# TO DO
When you spot the word "carry" in a line of the data below, copy that line.

Collected data entries
● ● ● ●
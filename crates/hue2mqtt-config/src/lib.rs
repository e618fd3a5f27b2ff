//! Configuration for the hue2mqtt bridge.
//!
//! TOML file + `HUE2MQTT_`-prefixed environment overrides, translated
//! into the runtime types the bridge consumes (`BridgeConfig`,
//! `HubConfig`). Validation happens here, before any connection is
//! attempted -- a bad `topic_scheme` or QoS level is a startup error,
//! never a runtime one.

use std::path::{Path, PathBuf};
use std::time::Duration;

use figment::{
    providers::{Env, Format, Toml},
    Figment,
};
use secrecy::SecretString;
use serde::Deserialize;
use thiserror::Error;

use hue2mqtt_api::HubConfig;
use hue2mqtt_core::{
    qos_from_level, BridgeConfig, MqttCredentials, MqttSettings, QoS, TopicScheme, TopicSettings,
};

const DEFAULT_HUB_TIMEOUT: Duration = Duration::from_secs(10);

// ── Error ───────────────────────────────────────────────────────────

#[derive(Debug, Error)]
pub enum ConfigError {
    #[error("no config file found (searched: {searched})")]
    NotFound { searched: String },

    #[error("invalid {field}: {reason}")]
    Validation { field: &'static str, reason: String },

    #[error("config loading failed: {0}")]
    Figment(Box<figment::Error>),
}

impl From<figment::Error> for ConfigError {
    fn from(err: figment::Error) -> Self {
        Self::Figment(Box::new(err))
    }
}

// ── TOML schema ─────────────────────────────────────────────────────

/// Top-level config file. Unknown keys are rejected -- a typo in a
/// setting name should fail loudly, not silently fall back to a
/// default.
#[derive(Debug, Deserialize)]
#[serde(deny_unknown_fields)]
pub struct Config {
    pub hue: HueSection,
    pub mqtt: MqttSection,
}

/// `[hue]` -- how to reach the hub.
#[derive(Debug, Deserialize)]
#[serde(deny_unknown_fields)]
pub struct HueSection {
    /// Host (or `host:port`) of the hub's REST API.
    pub ip: String,
    /// Registered application key.
    pub username: SecretString,
    /// Event WebSocket port, if the hub's handshake doesn't advertise one.
    #[serde(default)]
    pub event_port: Option<u16>,
}

/// `[mqtt]` -- broker connection and topic mapping.
#[derive(Debug, Deserialize)]
#[serde(deny_unknown_fields)]
pub struct MqttSection {
    pub host: String,
    pub port: u16,
    #[serde(default)]
    pub enable_auth: bool,
    #[serde(default)]
    pub username: String,
    #[serde(default = "empty_secret")]
    pub password: SecretString,
    #[serde(default)]
    pub enable_tls: bool,
    /// Retain flag on published messages.
    #[serde(default = "default_true")]
    pub messages_retain: bool,
    /// QoS level on published messages (0, 1 or 2).
    #[serde(default = "default_qos")]
    pub messages_qos: u8,
    /// Only publish payloads that differ from the last published value.
    #[serde(default = "default_true")]
    pub messages_cache: bool,
    #[serde(default = "default_prefix")]
    pub topic_prefix: String,
    /// One topic per leaf attribute instead of one JSON body per device.
    #[serde(default)]
    pub topic_distinct: bool,
    /// `"id"`: stable device identifier. `"name"`: lowercased name.
    #[serde(default = "default_scheme")]
    pub topic_scheme: String,
}

fn empty_secret() -> SecretString {
    SecretString::from(String::new())
}
fn default_true() -> bool {
    true
}
fn default_qos() -> u8 {
    1
}
fn default_prefix() -> String {
    "hue2mqtt".into()
}
fn default_scheme() -> String {
    "id".into()
}

// ── Loading ─────────────────────────────────────────────────────────

/// Default config file locations, in search order.
pub fn config_search_paths() -> Vec<PathBuf> {
    vec![
        PathBuf::from("hue2mqtt.toml"),
        PathBuf::from("/etc/hue2mqtt.toml"),
    ]
}

/// Load and validate configuration.
///
/// An explicit path must exist; otherwise the default locations are
/// searched. Environment variables override file values, e.g.
/// `HUE2MQTT_MQTT__TOPIC_PREFIX=home/hue`.
pub fn load(explicit: Option<&Path>) -> Result<Config, ConfigError> {
    let path = resolve_path(explicit)?;

    let figment = Figment::new()
        .merge(Toml::file(&path))
        .merge(Env::prefixed("HUE2MQTT_").split("__"));

    let config: Config = figment.extract()?;
    config.validate()?;
    Ok(config)
}

fn resolve_path(explicit: Option<&Path>) -> Result<PathBuf, ConfigError> {
    if let Some(path) = explicit {
        if path.is_file() {
            return Ok(path.to_path_buf());
        }
        return Err(ConfigError::NotFound {
            searched: path.display().to_string(),
        });
    }

    let candidates = config_search_paths();
    candidates
        .iter()
        .find(|p| p.is_file())
        .cloned()
        .ok_or_else(|| ConfigError::NotFound {
            searched: candidates
                .iter()
                .map(|p| p.display().to_string())
                .collect::<Vec<_>>()
                .join(", "),
        })
}

// ── Validation & translation ────────────────────────────────────────

impl Config {
    /// Check everything that should stop the process at startup.
    pub fn validate(&self) -> Result<(), ConfigError> {
        self.topic_scheme()?;
        self.qos()?;
        self.checked_prefix()?;
        Ok(())
    }

    fn topic_scheme(&self) -> Result<TopicScheme, ConfigError> {
        self.mqtt
            .topic_scheme
            .parse()
            .map_err(|reason| ConfigError::Validation {
                field: "mqtt.topic_scheme",
                reason,
            })
    }

    fn qos(&self) -> Result<QoS, ConfigError> {
        qos_from_level(self.mqtt.messages_qos).ok_or_else(|| ConfigError::Validation {
            field: "mqtt.messages_qos",
            reason: format!("expected 0, 1 or 2, got {}", self.mqtt.messages_qos),
        })
    }

    fn checked_prefix(&self) -> Result<String, ConfigError> {
        let prefix = self.mqtt.topic_prefix.trim_end_matches('/');
        if prefix.is_empty() || prefix.contains(['+', '#']) {
            return Err(ConfigError::Validation {
                field: "mqtt.topic_prefix",
                reason: format!("unusable prefix '{}'", self.mqtt.topic_prefix),
            });
        }
        Ok(prefix.to_owned())
    }

    /// Runtime bridge configuration.
    pub fn bridge_config(&self) -> Result<BridgeConfig, ConfigError> {
        let credentials = self.mqtt.enable_auth.then(|| MqttCredentials {
            username: self.mqtt.username.clone(),
            password: self.mqtt.password.clone(),
        });

        Ok(BridgeConfig {
            topics: TopicSettings {
                prefix: self.checked_prefix()?,
                scheme: self.topic_scheme()?,
                distinct: self.mqtt.topic_distinct,
            },
            mqtt: MqttSettings {
                host: self.mqtt.host.clone(),
                port: self.mqtt.port,
                credentials,
                enable_tls: self.mqtt.enable_tls,
                qos: self.qos()?,
                retain: self.mqtt.messages_retain,
                cache: self.mqtt.messages_cache,
                ..MqttSettings::default()
            },
            reconnect: hue2mqtt_api::ReconnectConfig::default(),
        })
    }

    /// Hub connection configuration.
    pub fn hub_config(&self) -> HubConfig {
        HubConfig {
            host: self.hue.ip.clone(),
            api_key: self.hue.username.clone(),
            event_port: self.hue.event_port,
            timeout: DEFAULT_HUB_TIMEOUT,
        }
    }
}

// ── Tests ───────────────────────────────────────────────────────────

#[cfg(test)]
mod tests {
    use std::io::Write;

    use pretty_assertions::assert_eq;

    use hue2mqtt_core::TopicScheme;

    use super::*;

    fn write_config(body: &str) -> tempfile::NamedTempFile {
        let mut file = tempfile::Builder::new()
            .suffix(".toml")
            .tempfile()
            .unwrap();
        file.write_all(body.as_bytes()).unwrap();
        file
    }

    const MINIMAL: &str = r#"
        [hue]
        ip = "192.168.0.2"
        username = "app-key"

        [mqtt]
        host = "127.0.0.1"
        port = 1883
    "#;

    #[test]
    fn minimal_config_gets_documented_defaults() {
        let file = write_config(MINIMAL);
        let config = load(Some(file.path())).unwrap();

        assert_eq!(config.mqtt.topic_prefix, "hue2mqtt");
        assert_eq!(config.mqtt.messages_qos, 1);
        assert!(config.mqtt.messages_retain);
        assert!(config.mqtt.messages_cache);
        assert!(!config.mqtt.topic_distinct);
        assert_eq!(config.mqtt.topic_scheme, "id");

        let bridge = config.bridge_config().unwrap();
        assert_eq!(bridge.topics.scheme, TopicScheme::Id);
        assert_eq!(bridge.mqtt.qos, QoS::AtLeastOnce);
        assert!(bridge.mqtt.credentials.is_none());
    }

    #[test]
    fn full_config_round_trips() {
        let file = write_config(
            r#"
            [hue]
            ip = "192.168.0.2"
            username = "app-key"
            event_port = 8080

            [mqtt]
            host = "broker.local"
            port = 8883
            enable_auth = true
            username = "bridge"
            password = "hunter2"
            enable_tls = true
            messages_retain = false
            messages_qos = 2
            messages_cache = false
            topic_prefix = "home/hue"
            topic_distinct = true
            topic_scheme = "name"
            "#,
        );
        let config = load(Some(file.path())).unwrap();
        let bridge = config.bridge_config().unwrap();

        assert_eq!(bridge.topics.prefix, "home/hue");
        assert_eq!(bridge.topics.scheme, TopicScheme::Name);
        assert!(bridge.topics.distinct);
        assert_eq!(bridge.mqtt.qos, QoS::ExactlyOnce);
        assert!(!bridge.mqtt.retain);
        assert!(!bridge.mqtt.cache);
        assert!(bridge.mqtt.enable_tls);
        assert_eq!(
            bridge.mqtt.credentials.as_ref().map(|c| c.username.as_str()),
            Some("bridge")
        );

        let hub = config.hub_config();
        assert_eq!(hub.host, "192.168.0.2");
        assert_eq!(hub.event_port, Some(8080));
    }

    #[test]
    fn invalid_scheme_is_a_startup_error() {
        let file = write_config(&MINIMAL.replace(
            "port = 1883",
            "port = 1883\ntopic_scheme = \"friendly\"",
        ));
        let err = load(Some(file.path())).unwrap_err();
        assert!(
            matches!(err, ConfigError::Validation { field: "mqtt.topic_scheme", .. }),
            "got {err:?}"
        );
    }

    #[test]
    fn invalid_qos_is_a_startup_error() {
        let file = write_config(&MINIMAL.replace("port = 1883", "port = 1883\nmessages_qos = 3"));
        let err = load(Some(file.path())).unwrap_err();
        assert!(
            matches!(err, ConfigError::Validation { field: "mqtt.messages_qos", .. }),
            "got {err:?}"
        );
    }

    #[test]
    fn wildcard_prefix_is_a_startup_error() {
        let file = write_config(&MINIMAL.replace(
            "port = 1883",
            "port = 1883\ntopic_prefix = \"hue/#\"",
        ));
        assert!(load(Some(file.path())).is_err());
    }

    #[test]
    fn unknown_keys_are_rejected() {
        let file = write_config(&MINIMAL.replace("port = 1883", "port = 1883\ntypo_key = true"));
        let err = load(Some(file.path())).unwrap_err();
        assert!(matches!(err, ConfigError::Figment(_)), "got {err:?}");
    }

    #[test]
    fn missing_explicit_file_is_reported() {
        let err = load(Some(Path::new("/nonexistent/hue2mqtt.toml"))).unwrap_err();
        assert!(matches!(err, ConfigError::NotFound { .. }));
    }
}
// ── Canonical device model ──
//
// Typed views of the hub's light/group/sensor bodies. Static metadata
// is typed field-by-field; the mutable `state`/`action` trees stay
// dynamic (`serde_json::Value`) because their shape varies per device
// model and partial updates merge into them key-wise.
//
// Serialization mirrors the hub's public field names; absent optionals
// are omitted so published bodies carry no `null` noise.

use std::fmt;

use serde::{Deserialize, Serialize};
use serde_json::Value;

use hue2mqtt_api::Resource;

use super::value;

// ── Category ─────────────────────────────────────────────────────────

/// Device category, one fixed topic segment each.
#[derive(Debug, Clone, Copy, PartialEq, Eq, PartialOrd, Ord, Hash)]
pub enum Category {
    Light,
    Group,
    Sensor,
}

impl Category {
    pub fn as_str(self) -> &'static str {
        match self {
            Self::Light => "light",
            Self::Group => "group",
            Self::Sensor => "sensor",
        }
    }

    /// Parse a topic segment (`light`, `group`, `sensor`).
    pub fn from_segment(segment: &str) -> Option<Self> {
        match segment {
            "light" => Some(Self::Light),
            "group" => Some(Self::Group),
            "sensor" => Some(Self::Sensor),
            _ => None,
        }
    }
}

impl fmt::Display for Category {
    fn fmt(&self, f: &mut fmt::Formatter<'_>) -> fmt::Result {
        f.write_str(self.as_str())
    }
}

impl From<Resource> for Category {
    fn from(resource: Resource) -> Self {
        match resource {
            Resource::Lights => Self::Light,
            Resource::Groups => Self::Group,
            Resource::Sensors => Self::Sensor,
        }
    }
}

// ── Per-kind bodies ──────────────────────────────────────────────────

/// A light's public fields.
#[derive(Debug, Clone, PartialEq, Serialize, Deserialize)]
pub struct LightInfo {
    pub id: String,
    pub name: String,
    #[serde(default, skip_serializing_if = "Option::is_none")]
    pub uniqueid: Option<String>,
    #[serde(default, skip_serializing_if = "Value::is_null")]
    pub state: Value,
    #[serde(default, skip_serializing_if = "Option::is_none")]
    pub manufacturername: Option<String>,
    #[serde(default, skip_serializing_if = "Option::is_none")]
    pub modelid: Option<String>,
    #[serde(default, skip_serializing_if = "Option::is_none")]
    pub productname: Option<String>,
    #[serde(rename = "type", default, skip_serializing_if = "Option::is_none")]
    pub kind: Option<String>,
    #[serde(default, skip_serializing_if = "Option::is_none")]
    pub swversion: Option<String>,
    #[serde(default, skip_serializing_if = "Value::is_null")]
    pub swupdate: Value,
}

/// A group's public fields. Groups have no hardware id; their hub-local
/// id is the stable identity.
#[derive(Debug, Clone, PartialEq, Serialize, Deserialize)]
pub struct GroupInfo {
    pub id: String,
    pub name: String,
    #[serde(default, skip_serializing_if = "Vec::is_empty")]
    pub lights: Vec<String>,
    #[serde(default, skip_serializing_if = "Vec::is_empty")]
    pub sensors: Vec<String>,
    #[serde(rename = "type", default, skip_serializing_if = "Option::is_none")]
    pub kind: Option<String>,
    #[serde(rename = "class", default, skip_serializing_if = "Option::is_none")]
    pub group_class: Option<String>,
    /// Aggregate on-state (`all_on` / `any_on`).
    #[serde(default, skip_serializing_if = "Value::is_null")]
    pub state: Value,
    /// Last action applied to the group's members.
    #[serde(default, skip_serializing_if = "Value::is_null")]
    pub action: Value,
}

/// A sensor's public fields.
#[derive(Debug, Clone, PartialEq, Serialize, Deserialize)]
pub struct SensorInfo {
    pub id: String,
    pub name: String,
    #[serde(default, skip_serializing_if = "Option::is_none")]
    pub uniqueid: Option<String>,
    #[serde(rename = "type", default, skip_serializing_if = "Option::is_none")]
    pub kind: Option<String>,
    #[serde(default, skip_serializing_if = "Option::is_none")]
    pub manufacturername: Option<String>,
    #[serde(default, skip_serializing_if = "Option::is_none")]
    pub modelid: Option<String>,
    #[serde(default, skip_serializing_if = "Option::is_none")]
    pub productname: Option<String>,
    #[serde(default, skip_serializing_if = "Option::is_none")]
    pub swversion: Option<String>,
    #[serde(default, skip_serializing_if = "Value::is_null")]
    pub swupdate: Value,
    #[serde(default, skip_serializing_if = "Value::is_null")]
    pub state: Value,
    #[serde(default, skip_serializing_if = "Value::is_null")]
    pub capabilities: Value,
}

/// Hub-internal synthetic sensors (daylight/clock constructs) carry no
/// hardware id and no product name. They never reach the bus.
pub fn is_virtual_sensor(raw: &Value) -> bool {
    raw.get("uniqueid").and_then(Value::as_str).is_none()
        || raw.get("productname").and_then(Value::as_str).is_none()
}

// ── Device ───────────────────────────────────────────────────────────

/// One tracked device. Serializes as the bare per-kind body.
#[derive(Debug, Clone, PartialEq, Serialize)]
#[serde(untagged)]
pub enum Device {
    Light(LightInfo),
    Group(GroupInfo),
    Sensor(SensorInfo),
}

impl Device {
    /// Build a device from a raw hub body keyed by `id`.
    ///
    /// The hub keeps the id outside the body (it is the table key), so
    /// it is injected before deserializing.
    pub fn from_raw(category: Category, id: &str, raw: &Value) -> Result<Self, serde_json::Error> {
        let mut body = raw.clone();
        if let Value::Object(map) = &mut body {
            map.insert("id".into(), Value::String(id.to_owned()));
        }
        Self::from_tree(category, body)
    }

    fn from_tree(category: Category, tree: Value) -> Result<Self, serde_json::Error> {
        match category {
            Category::Light => serde_json::from_value(tree).map(Self::Light),
            Category::Group => serde_json::from_value(tree).map(Self::Group),
            Category::Sensor => serde_json::from_value(tree).map(Self::Sensor),
        }
    }

    pub fn category(&self) -> Category {
        match self {
            Self::Light(_) => Category::Light,
            Self::Group(_) => Category::Group,
            Self::Sensor(_) => Category::Sensor,
        }
    }

    pub fn id(&self) -> &str {
        match self {
            Self::Light(l) => &l.id,
            Self::Group(g) => &g.id,
            Self::Sensor(s) => &s.id,
        }
    }

    pub fn name(&self) -> &str {
        match self {
            Self::Light(l) => &l.name,
            Self::Group(g) => &g.name,
            Self::Sensor(s) => &s.name,
        }
    }

    /// Stable hardware identifier, when the device has one.
    pub fn uniqueid(&self) -> Option<&str> {
        match self {
            Self::Light(l) => l.uniqueid.as_deref(),
            Self::Sensor(s) => s.uniqueid.as_deref(),
            Self::Group(_) => None,
        }
    }

    pub fn state(&self) -> &Value {
        match self {
            Self::Light(l) => &l.state,
            Self::Group(g) => &g.state,
            Self::Sensor(s) => &s.state,
        }
    }

    /// Merge a partial change into this device.
    ///
    /// `state` patches the state tree key-wise (arrays replace
    /// wholesale); `attr` patches top-level attributes such as `name`.
    pub fn apply_change(
        &mut self,
        state: Option<&Value>,
        attr: Option<&Value>,
    ) -> Result<(), serde_json::Error> {
        let mut tree = serde_json::to_value(&*self)?;

        if let Some(patch) = attr {
            value::merge(&mut tree, patch);
        }
        if let Some(patch) = state {
            if let Value::Object(map) = &mut tree {
                let entry = map
                    .entry("state")
                    .or_insert_with(|| Value::Object(serde_json::Map::new()));
                value::merge(entry, patch);
            }
        }

        *self = Self::from_tree(self.category(), tree)?;
        Ok(())
    }
}

// ── Tests ────────────────────────────────────────────────────────────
● ● ● ●
# RESULT FOR THIS EXERCISE
// are omitted so published bodies carry no `null` noise.
/// Hub-internal synthetic sensors (daylight/clock constructs) carry no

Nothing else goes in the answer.